Se Alagoas é a terra onde o sururu mais prospera, é no entorno da Baía de Todos os Santos que ele ganha a sua receita mais famosa. Por aqui o caldo de sururu virou uma marca da culinária local não por seu ingrediente principal, mas por envolver em sua receita elementos indígenas, europeus e africanos. O coentro tão apreciado por essas bandas tem cadeira cativa em toda receita que se preze de caldo de sururu. Além disso, vai um pouco de azeite de dendê e, para engrossar, aipim (também conhecido pelos habitantes de outras regiões brasileiras como mandioca).
No Recôncavo baiano, rivaliza em preferência popular com a lambreta e o chumbinho, ou papa-fumo. A lista de mariscos usados na culinária do entorno da baía é longa e traz nomes quase sempre de origem tupi, embora suas espécies ocorram em diversos outros pontos do planeta.
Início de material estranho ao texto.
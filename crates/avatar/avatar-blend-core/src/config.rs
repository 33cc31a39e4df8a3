//! Controller configuration.

use serde::{Deserialize, Serialize};

use crate::error::AvatarError;

/// Tunables for normalization, crossfades, and the frame clock.
/// Every field has a default, so partial JSON objects are accepted.
#[derive(Clone, Debug, PartialEq, Serialize, Deserialize)]
#[serde(default)]
pub struct Config {
    /// Target character height in world units.
    pub desired_height: f32,
    /// Idle/Talk crossfade duration in seconds.
    pub blend_duration: f32,
    /// Time advanced when pre-warming an action so its first visible frame is posed.
    pub prewarm_step: f32,
    /// Relative height error above which the aligner applies a corrective scale.
    pub height_tolerance: f32,
    /// Lower bound for a measured height before dividing by it.
    pub min_extent: f32,
    /// Largest delta a single tick may advance. `None` disables clamping.
    pub max_frame_delta: Option<f32>,
    /// Rigs whose effective alpha is at or below this are hidden.
    pub visibility_threshold: f32,
    /// Depth writes are enabled only at or above this alpha.
    pub depth_write_threshold: f32,
    /// Seconds between `speech_started` and the Idle→Talk transition. Zero is immediate.
    pub speech_onset_delay: f32,
}

impl Default for Config {
    fn default() -> Self {
        Self {
            desired_height: 1.4,
            blend_duration: 0.4,
            prewarm_step: 0.016,
            height_tolerance: 0.01,
            min_extent: 1e-6,
            max_frame_delta: Some(1.0 / 15.0),
            visibility_threshold: 0.02,
            depth_write_threshold: 0.99,
            speech_onset_delay: 0.0,
        }
    }
}

impl Config {
    /// Parse a (possibly partial) JSON config and validate it.
    pub fn from_json(s: &str) -> Result<Self, AvatarError> {
        let cfg: Config =
            serde_json::from_str(s).map_err(|e| AvatarError::Config(format!("parse: {e}")))?;
        cfg.validate()?;
        Ok(cfg)
    }

    pub fn validate(&self) -> Result<(), AvatarError> {
        fn non_negative(name: &str, v: f32) -> Result<(), AvatarError> {
            if !v.is_finite() || v < 0.0 {
                return Err(AvatarError::Config(format!(
                    "{name} must be finite and >= 0 (got {v})"
                )));
            }
            Ok(())
        }

        if !self.desired_height.is_finite() || self.desired_height <= 0.0 {
            return Err(AvatarError::Config(format!(
                "desired_height must be > 0 (got {})",
                self.desired_height
            )));
        }
        non_negative("blend_duration", self.blend_duration)?;
        non_negative("prewarm_step", self.prewarm_step)?;
        non_negative("height_tolerance", self.height_tolerance)?;
        non_negative("speech_onset_delay", self.speech_onset_delay)?;
        if !self.min_extent.is_finite() || self.min_extent <= 0.0 {
            return Err(AvatarError::Config("min_extent must be > 0".into()));
        }
        if let Some(max) = self.max_frame_delta {
            if !max.is_finite() || max <= 0.0 {
                return Err(AvatarError::Config(format!(
                    "max_frame_delta must be > 0 when set (got {max})"
                )));
            }
        }
        for (name, v) in [
            ("visibility_threshold", self.visibility_threshold),
            ("depth_write_threshold", self.depth_write_threshold),
        ] {
            if !(0.0..=1.0).contains(&v) {
                return Err(AvatarError::Config(format!("{name} must be in [0,1]")));
            }
        }
        Ok(())
    }
}

#[cfg(test)]
mod tests {
    use super::*;

    #[test]
    fn partial_json_keeps_defaults() {
        let cfg = Config::from_json(r#"{ "blend_duration": 0.25 }"#).unwrap();
        assert_eq!(cfg.blend_duration, 0.25);
        assert_eq!(cfg.desired_height, 1.4);
        assert_eq!(cfg.max_frame_delta, Some(1.0 / 15.0));
    }

    #[test]
    fn null_delta_disables_clamp() {
        let cfg = Config::from_json(r#"{ "max_frame_delta": null }"#).unwrap();
        assert_eq!(cfg.max_frame_delta, None);
    }

    #[test]
    fn rejects_bad_values() {
        assert!(Config::from_json(r#"{ "desired_height": 0 }"#).is_err());
        assert!(Config::from_json(r#"{ "blend_duration": -1 }"#).is_err());
        assert!(Config::from_json(r#"{ "depth_write_threshold": 2 }"#).is_err());
        assert!(Config::from_json("not json").is_err());
    }
}
impl AvatarController {
    pub fn new(cfg: Config) -> Self {
        Self {
            clock: FrameClock::new(cfg.max_frame_delta),
            cfg,
            rigs: RigRegistry::new(),
            state: BlendState::Resting,
            crossfade: None,
            cues: CueHandler::new(),
            speaking: false,
            onset: None,
            phase: Phase::Empty,
            pending: Vec::new(),
            on_cue_completed: None,
            torn_down: false,
            outputs: Outputs::default(),
        }
    }

    #[inline]
    pub fn config(&self) -> &Config {
        &self.cfg
    }

    #[inline]
    pub fn state(&self) -> BlendState {
        self.state
    }

    #[inline]
    pub fn is_ready(&self) -> bool {
        self.phase == Phase::Ready
    }

    #[inline]
    pub fn is_speaking(&self) -> bool {
        self.speaking
    }

    #[inline]
    pub fn is_torn_down(&self) -> bool {
        self.torn_down
    }

    #[inline]
    pub fn crossfade(&self) -> Option<&Crossfade> {
        self.crossfade.as_ref()
    }

    #[inline]
    pub fn active_cue(&self) -> Option<ActiveCue> {
        self.cues.active()
    }

    #[inline]
    pub fn rig(&self, id: RigId) -> Option<&AnimationRig> {
        self.rigs.get(id)
    }

    #[inline]
    pub fn registry(&self) -> &RigRegistry {
        &self.rigs
    }

    /// Committed alpha of `id`, 0 when the rig is not loaded.
    #[inline]
    pub fn alpha(&self, id: RigId) -> f32 {
        self.rigs.get(id).map_or(0.0, |r| r.alpha)
    }

    /// Outputs of the most recent tick.
    #[inline]
    pub fn outputs(&self) -> &Outputs {
        &self.outputs
    }

    pub fn set_on_cue_completed(&mut self, f: CueCompletedFn) {
        if !self.torn_down {
            self.on_cue_completed = Some(f);
        }
    }

    // ---------------------------------------------------------------------
    // Loading
    // ---------------------------------------------------------------------

    /// Load one rig (cached after the first success), put it into the playback
    /// state the current blend state expects, and redo the scale pass.
    pub fn load_rig(&mut self, id: RigId, source: &mut dyn RigSource) -> Result<(), AvatarError> {
        if self.torn_down {
            return Err(AvatarError::InvalidTransition {
                reason: "controller was torn down".into(),
            });
        }
        if self.rigs.contains(id) {
            return Ok(());
        }
        let prewarm = self.cfg.prewarm_step;
        let depth_write_threshold = self.cfg.depth_write_threshold;
        let visible = self.state.looping_rig() == Some(id) && self.crossfade.is_none();
        let rig = self.rigs.load_rig(id, source)?;
        if visible {
            rig.mixer.prewarm(prewarm, CueToken::default());
            rig.alpha = 1.0;
        } else {
            rig.mixer.stop();
            rig.alpha = 0.0;
        }
        // Hidden until the aligner has placed it.
        rig.apply_opacity(0.0, depth_write_threshold);
        normalize::scale_pass(&mut self.rigs, &self.cfg);
        self.phase = Phase::Scaled;
        Ok(())
    }

    /// Load all four rigs. Failures are logged and the rig is left out;
    /// returns how many rigs are loaded afterwards.
    pub fn load_rigs(&mut self, source: &mut dyn RigSource) -> usize {
        for id in RigId::ALL {
            if let Err(e) = self.load_rig(id, source) {
                warn!("{e}");
            }
        }
        self.rigs.iter().count()
    }

    // ---------------------------------------------------------------------
    // External signals
    // ---------------------------------------------------------------------

    pub fn apply(&mut self, cmd: AvatarCommand) {
        match cmd {
            AvatarCommand::SpeechStarted => self.on_speech_started(),
            AvatarCommand::SpeechEnded => self.on_speech_ended(),
            AvatarCommand::RequestCue { kind } => self.request_cue(kind),
            AvatarCommand::CancelCue => self.cancel_cue(),
        }
    }

    pub fn on_speech_started(&mut self) {
        if self.torn_down || self.speaking || self.onset.is_some() {
            return;
        }
        if self.cfg.speech_onset_delay > 0.0 {
            debug!("speech onset armed ({}s)", self.cfg.speech_onset_delay);
            self.onset = Some(self.cfg.speech_onset_delay);
            return;
        }
        self.begin_speaking();
    }

    pub fn on_speech_ended(&mut self) {
        if self.torn_down {
            return;
        }
        self.onset = None;
        if !self.speaking {
            return;
        }
        self.speaking = false;
        if self.state != BlendState::Speaking {
            // A cue owns the screen; completion returns to Resting anyway.
            return;
        }
        self.warm_up(RigId::Idle);
        if let Some(talk) = self.rigs.get_mut(RigId::Talk) {
            talk.mixer.resume();
        }
        self.start_crossfade(RigId::Idle);
        self.set_state(BlendState::Resting);
    }

    /// Start (or preempt into) a one-shot cue. Requests for a missing rig or
    /// for the cue already playing are ignored.
    pub fn request_cue(&mut self, kind: CueKind) {
        if self.torn_down {
            return;
        }
        if let Some(active) = self.cues.active() {
            if active.kind == kind {
                debug!("cue '{kind}' already playing; request ignored");
                return;
            }
        }
        if let Err(e) = CueHandler::can_start(kind, &self.rigs) {
            warn!("{e}");
            return;
        }

        self.crossfade = None;
        if let Some(prev) = self.cues.cancel(&mut self.rigs) {
            self.pending.push(AvatarEvent::CueCanceled {
                kind: prev.kind,
                token: prev.token,
            });
        }
        match self.cues.start(kind, &mut self.rigs) {
            Ok(cue) => {
                self.set_state(BlendState::Cueing(kind));
                self.pending.push(AvatarEvent::CueStarted {
                    kind,
                    token: cue.token,
                });
            }
            Err(e) => {
                warn!("{e}");
                self.set_state(BlendState::Resting);
                self.resume_after_cue();
            }
        }
    }

    /// Abort the active cue, returning to Resting (or Speaking when speech is
    /// still playing).
    pub fn cancel_cue(&mut self) {
        if self.torn_down {
            return;
        }
        let Some(cue) = self.cues.cancel(&mut self.rigs) else {
            return;
        };
        self.pending.push(AvatarEvent::CueCanceled {
            kind: cue.kind,
            token: cue.token,
        });
        self.set_state(BlendState::Resting);
        self.resume_after_cue();
    }

    /// Release everything and ignore all later calls. Pending finished
    /// notifications and the completion hook are dropped.
    pub fn teardown(&mut self) {
        if self.torn_down {
            return;
        }
        self.torn_down = true;
        self.cues.invalidate();
        self.crossfade = None;
        self.onset = None;
        self.speaking = false;
        self.on_cue_completed = None;
        self.pending.clear();
        self.rigs.clear();
        self.phase = Phase::Empty;
        self.outputs = Outputs::default();
        debug!("avatar controller torn down");
    }

    // ---------------------------------------------------------------------
    // Frame step
    // ---------------------------------------------------------------------

    /// Advance by `dt` seconds. Zero, negative, or non-finite deltas change no
    /// animation time and no alpha.
    pub fn tick(&mut self, dt: f32) -> &Outputs {
        self.outputs.clear();
        if self.torn_down {
            return &self.outputs;
        }

        if self.phase == Phase::Scaled {
            self.align_all();
        }

        if dt > 0.0 && dt.is_finite() {
            let dt = self.clock.clamp(dt);
            self.step_onset(dt);
            self.step_crossfade(dt);
            self.step_mixers(dt);
        }

        self.snapshot();
        &self.outputs
    }

    fn align_all(&mut self) {
        for id in RigId::ALL {
            if let Some(rig) = self.rigs.get_mut(id) {
                if let Err(e) = normalize::align_rig(rig, &self.cfg) {
                    warn!("{e}; keeping authored transform");
                }
            }
        }
        self.phase = Phase::Ready;
        self.pending.push(AvatarEvent::Ready);
    }

    fn step_onset(&mut self, dt: f32) {
        let Some(remaining) = self.onset else { return };
        let remaining = remaining - dt;
        if remaining > 0.0 {
            self.onset = Some(remaining);
            return;
        }
        self.onset = None;
        self.begin_speaking();
    }

    fn step_crossfade(&mut self, dt: f32) {
        let Some(fade) = self.crossfade.as_mut() else {
            return;
        };
        fade.advance(dt);
        let fade = *fade;
        let (idle, talk) = fade.alphas();
        if let Some(rig) = self.rigs.get_mut(RigId::Idle) {
            rig.alpha = idle;
        }
        if let Some(rig) = self.rigs.get_mut(RigId::Talk) {
            rig.alpha = talk;
        }
        if fade.is_complete() {
            if let Some(rig) = self.rigs.get_mut(fade.from) {
                rig.mixer.stop();
            }
            self.crossfade = None;
            self.pending
                .push(AvatarEvent::CrossfadeFinished { to: fade.to });
        }
    }

    fn step_mixers(&mut self, dt: f32) {
        let mut finished: Vec<(RigId, CueToken)> = Vec::new();
        for id in RigId::ALL {
            if let Some(rig) = self.rigs.get_mut(id) {
                if let Some(MixerEvent::Finished { token }) = rig.mixer.update(dt) {
                    finished.push((id, token));
                }
            }
        }
        for (id, token) in finished {
            match self.cues.finished(id, token, &mut self.rigs) {
                Ok(cue) => self.complete_cue(cue),
                Err(e) => debug!("{e}; ignored"),
            }
        }
    }

    fn complete_cue(&mut self, cue: ActiveCue) {
        self.set_state(BlendState::Resting);
        self.pending.push(AvatarEvent::CueCompleted {
            kind: cue.kind,
            token: cue.token,
        });
        if let Some(hook) = self.on_cue_completed.as_mut() {
            (*hook)(cue.kind);
        }
        self.resume_after_cue();
    }

    fn snapshot(&mut self) {
        let ready = self.is_ready();
        let cfg = &self.cfg;
        self.outputs.ready = ready;
        self.outputs.state = self.state;
        self.outputs.crossfade = self.crossfade.map(|f| CrossfadeView {
            from: f.from,
            to: f.to,
            progress: f.progress(),
        });
        for id in RigId::ALL {
            let Some(rig) = self.rigs.get_mut(id) else {
                continue;
            };
            let opacity = if ready { rig.alpha } else { 0.0 };
            rig.apply_opacity(opacity, cfg.depth_write_threshold);
            self.outputs.rigs.push(RigOutput {
                rig: id,
                alpha: rig.alpha,
                opacity,
                visible: ready && rig.alpha > cfg.visibility_threshold,
                depth_write: opacity >= cfg.depth_write_threshold,
                playback: rig.mixer.playback(),
                time: rig.mixer.time(),
                root: rig.root,
            });
        }
        for event in self.pending.drain(..) {
            self.outputs.push_event(event);
        }
    }

    // ---------------------------------------------------------------------
    // Transitions
    // ---------------------------------------------------------------------

    fn set_state(&mut self, to: BlendState) {
        if self.state != to {
            debug!("blend state {:?} -> {:?}", self.state, to);
            self.pending.push(AvatarEvent::StateChanged {
                from: self.state,
                to,
            });
            self.state = to;
        }
    }

    /// Speech is (now) playing: enter Speaking unless a cue owns the screen.
    fn begin_speaking(&mut self) {
        self.speaking = true;
        if self.state != BlendState::Resting {
            return;
        }
        if !self.rigs.contains(RigId::Talk) {
            warn!("speech started but the talk rig is not loaded; staying at rest");
            return;
        }
        self.warm_up(RigId::Talk);
        if let Some(idle) = self.rigs.get_mut(RigId::Idle) {
            idle.mixer.resume();
        }
        self.start_crossfade(RigId::Talk);
        self.set_state(BlendState::Speaking);
    }

    /// Pre-warm the rig about to fade in. A rig still playing from a fade
    /// that is being reversed keeps its pose.
    fn warm_up(&mut self, id: RigId) {
        let step = self.cfg.prewarm_step;
        if let Some(rig) = self.rigs.get_mut(id) {
            if rig.mixer.playback() != Playback::Playing {
                rig.mixer.prewarm(step, CueToken::default());
            }
        }
    }

    fn start_crossfade(&mut self, to: RigId) {
        let fade = Crossfade::new(
            to,
            self.alpha(RigId::Idle),
            self.alpha(RigId::Talk),
            self.cfg.blend_duration,
        );
        debug!(
            "crossfade {:?} -> {:?} from alphas ({}, {})",
            fade.from,
            fade.to,
            self.alpha(RigId::Idle),
            self.alpha(RigId::Talk)
        );
        self.crossfade = Some(fade);
    }

    /// After a cue ends the avatar is at rest; fade to Talk if speech is live.
    fn resume_after_cue(&mut self) {
        if self.speaking {
            self.begin_speaking();
        }
    }
}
Aqui, o apreciador de moluscos pode se deliciar com pratos preparados com iguarias como mapé, carangondé, sarnambi, aratu e peguari. Quem puder aproveitar o verão e dar uma passada em Ilha de Maré ou qualquer outra localidade próxima dos manguezais do recôncavo
Para os que conhecem o sururu e vivem dele, como o marisqueiro Antônio da Silva, 65 anos, o bom mesmo são os que ficam “atolados no mangue”, ensina. Segundo ele, “quanto mais fundo é o lodo, eles ficam mais graúdos, se reproduzem mais e saem aos cachos com 25 a 30 sururus”. E arremata com um olhar sensível: “A concha é linda, mas não é aproveitada. Poderia ser usada para fazer artesanato”, dá a dica.
Mas o produto que despertou a sensibilidade do marisqueiro, que levanta bem cedo para catar o mexilhão, como o molusco é conhecido em outros estados, vai mesmo é parar em muitas panelas de vários restaurantes da capital baiana. É o caso do Boteco do Tomé, em São Tomé de Paripe, do gastrônomo e cozinheiro Antônio Alves Mascarenhas Neto, ou simplesmente Neto Mascarenhas. É das panelas dele sai um sururu de tirar o fôlego. Segundo ele, “o diferencial” é o pirão que acompanha a iguaria.
Neto revela que o sururu está entre os petiscos que mais saem no Boteco, “exatamente por ser um caldo diferente dos tradicionais, pois, além do sururu fresco, do mangue, utilizamos uma base com aipim”, salienta. A primeira dica dele é usar sempre o sururu fresco. No seu estabelecimento, ele pega os moluscos na concha e aferventa para retirar o “filé” na véspera do preparo do caldo.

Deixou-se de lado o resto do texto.